- _Your assignment_
For each entry below, output it exactly as it stands.

- _Input records_
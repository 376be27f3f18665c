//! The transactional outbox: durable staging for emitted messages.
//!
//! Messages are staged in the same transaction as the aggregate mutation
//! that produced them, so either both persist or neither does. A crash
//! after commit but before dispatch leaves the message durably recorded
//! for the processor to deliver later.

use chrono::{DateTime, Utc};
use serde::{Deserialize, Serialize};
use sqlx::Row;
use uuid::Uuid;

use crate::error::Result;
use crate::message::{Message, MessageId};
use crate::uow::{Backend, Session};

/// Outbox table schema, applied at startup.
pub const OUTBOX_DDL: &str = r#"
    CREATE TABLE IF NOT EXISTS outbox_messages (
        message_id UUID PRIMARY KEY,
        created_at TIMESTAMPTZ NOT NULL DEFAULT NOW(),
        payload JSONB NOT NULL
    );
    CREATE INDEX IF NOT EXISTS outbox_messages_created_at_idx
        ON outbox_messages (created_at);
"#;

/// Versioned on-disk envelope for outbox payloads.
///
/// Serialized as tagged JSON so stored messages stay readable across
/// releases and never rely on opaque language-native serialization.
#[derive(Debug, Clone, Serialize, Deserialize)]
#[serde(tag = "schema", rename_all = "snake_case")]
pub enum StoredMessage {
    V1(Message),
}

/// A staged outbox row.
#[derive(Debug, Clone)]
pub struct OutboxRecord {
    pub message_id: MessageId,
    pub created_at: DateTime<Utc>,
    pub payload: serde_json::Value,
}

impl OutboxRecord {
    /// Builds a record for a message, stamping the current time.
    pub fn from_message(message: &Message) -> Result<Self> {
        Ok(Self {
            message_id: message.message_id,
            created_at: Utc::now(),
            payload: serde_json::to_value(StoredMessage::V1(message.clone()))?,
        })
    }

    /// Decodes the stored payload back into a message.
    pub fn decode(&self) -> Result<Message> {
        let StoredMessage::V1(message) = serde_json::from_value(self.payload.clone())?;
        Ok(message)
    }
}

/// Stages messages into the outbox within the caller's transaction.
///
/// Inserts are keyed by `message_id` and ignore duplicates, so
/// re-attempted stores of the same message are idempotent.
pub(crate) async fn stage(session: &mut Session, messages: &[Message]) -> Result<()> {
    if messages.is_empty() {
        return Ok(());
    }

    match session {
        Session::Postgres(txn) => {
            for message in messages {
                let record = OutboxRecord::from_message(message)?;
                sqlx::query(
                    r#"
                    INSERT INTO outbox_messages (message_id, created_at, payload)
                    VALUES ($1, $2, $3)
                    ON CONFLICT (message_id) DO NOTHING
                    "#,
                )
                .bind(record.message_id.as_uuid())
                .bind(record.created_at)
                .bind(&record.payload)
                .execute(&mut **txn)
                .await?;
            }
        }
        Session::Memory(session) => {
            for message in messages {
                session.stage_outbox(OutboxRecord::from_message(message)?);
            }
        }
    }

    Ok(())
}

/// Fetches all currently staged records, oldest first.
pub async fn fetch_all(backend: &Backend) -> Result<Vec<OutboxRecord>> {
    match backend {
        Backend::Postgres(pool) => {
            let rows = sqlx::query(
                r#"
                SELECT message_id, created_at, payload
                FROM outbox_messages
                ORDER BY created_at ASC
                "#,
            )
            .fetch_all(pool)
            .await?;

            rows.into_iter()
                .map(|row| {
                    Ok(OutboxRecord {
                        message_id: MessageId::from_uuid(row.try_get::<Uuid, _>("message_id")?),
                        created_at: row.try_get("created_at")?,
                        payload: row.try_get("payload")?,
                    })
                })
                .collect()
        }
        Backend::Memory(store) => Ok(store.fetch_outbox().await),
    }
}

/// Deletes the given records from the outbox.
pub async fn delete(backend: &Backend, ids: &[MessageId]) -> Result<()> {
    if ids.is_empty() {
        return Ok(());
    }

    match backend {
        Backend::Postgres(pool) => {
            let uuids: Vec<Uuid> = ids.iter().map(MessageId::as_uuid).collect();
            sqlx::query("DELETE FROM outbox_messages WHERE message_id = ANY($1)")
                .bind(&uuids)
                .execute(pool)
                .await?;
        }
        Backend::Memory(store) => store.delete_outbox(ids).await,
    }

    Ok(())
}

- _Solution to this task_
repository 376be27f3f18665c
//! The transactional outbox: durable staging for emitted messages.
//!
//! Messages are staged in the same transaction as the aggregate mutation
//! that produced them, so either both persist or neither does. A crash
//! after commit but before dispatch leaves the message durably recorded
//! for the processor to deliver later.

use chrono::{DateTime, Utc};
use serde::{Deserialize, Serialize};
use sqlx::Row;
use uuid::Uuid;

use crate::error::Result;
use crate::message::{Message, MessageId};
use crate::uow::{Backend, Session};

/// Outbox table schema, applied at startup.
pub const OUTBOX_DDL: &str = r#"
    CREATE TABLE IF NOT EXISTS outbox_messages (
        message_id UUID PRIMARY KEY,
        created_at TIMESTAMPTZ NOT NULL DEFAULT NOW(),
        payload JSONB NOT NULL
    );
    CREATE INDEX IF NOT EXISTS outbox_messages_created_at_idx
        ON outbox_messages (created_at);
"#;

/// Versioned on-disk envelope for outbox payloads.
///
/// Serialized as tagged JSON so stored messages stay readable across
/// releases and never rely on opaque language-native serialization.
#[derive(Debug, Clone, Serialize, Deserialize)]
#[serde(tag = "schema", rename_all = "snake_case")]
pub enum StoredMessage {
    V1(Message),
}

/// A staged outbox row.
#[derive(Debug, Clone)]
pub struct OutboxRecord {
    pub message_id: MessageId,
    pub created_at: DateTime<Utc>,
    pub payload: serde_json::Value,
}

impl OutboxRecord {
    /// Builds a record for a message, stamping the current time.
    pub fn from_message(message: &Message) -> Result<Self> {
        Ok(Self {
            message_id: message.message_id,
            created_at: Utc::now(),
            payload: serde_json::to_value(StoredMessage::V1(message.clone()))?,
        })
    }

    /// Decodes the stored payload back into a message.
    pub fn decode(&self) -> Result<Message> {
        let StoredMessage::V1(message) = serde_json::from_value(self.payload.clone())?;
        Ok(message)
    }
}

/// Stages messages into the outbox within the caller's transaction.
///
/// Inserts are keyed by `message_id` and ignore duplicates, so
/// re-attempted stores of the same message are idempotent.
pub(crate) async fn stage(session: &mut Session, messages: &[Message]) -> Result<()> {
    if messages.is_empty() {
        return Ok(());
    }

    match session {
        Session::Postgres(txn) => {
            for message in messages {
                let record = OutboxRecord::from_message(message)?;
                sqlx::query(
                    r#"
                    INSERT INTO outbox_messages (message_id, created_at, payload)
                    VALUES ($1, $2, $3)
                    ON CONFLICT (message_id) DO NOTHING
                    "#,
                )
                .bind(record.message_id.as_uuid())
                .bind(record.created_at)
                .bind(&record.payload)
                .execute(&mut **txn)
                .await?;
            }
        }
        Session::Memory(session) => {
            for message in messages {
                session.stage_outbox(OutboxRecord::from_message(message)?);
            }
        }
    }

    Ok(())
}

/// Fetches all currently staged records, oldest first.
pub async fn fetch_all(backend: &Backend) -> Result<Vec<OutboxRecord>> {
    match backend {
        Backend::Postgres(pool) => {
            let rows = sqlx::query(
                r#"
                SELECT message_id, created_at, payload
                FROM outbox_messages
                ORDER BY created_at ASC
                "#,
            )
            .fetch_all(pool)
            .await?;

            rows.into_iter()
                .map(|row| {
                    Ok(OutboxRecord {
                        message_id: MessageId::from_uuid(row.try_get::<Uuid, _>("message_id")?),
                        created_at: row.try_get("created_at")?,
                        payload: row.try_get("payload")?,
                    })
                })
                .collect()
        }
        Backend::Memory(store) => Ok(store.fetch_outbox().await),
    }
}

/// Deletes the given records from the outbox.
pub async fn delete(backend: &Backend, ids: &[MessageId]) -> Result<()> {
    if ids.is_empty() {
        return Ok(());
    }

    match backend {
        Backend::Postgres(pool) => {
            let uuids: Vec<Uuid> = ids.iter().map(MessageId::as_uuid).collect();
            sqlx::query("DELETE FROM outbox_messages WHERE message_id = ANY($1)")
                .bind(&uuids)
                .execute(pool)
                .await?;
        }
        Backend::Memory(store) => store.delete_outbox(ids).await,
    }

    Ok(())
}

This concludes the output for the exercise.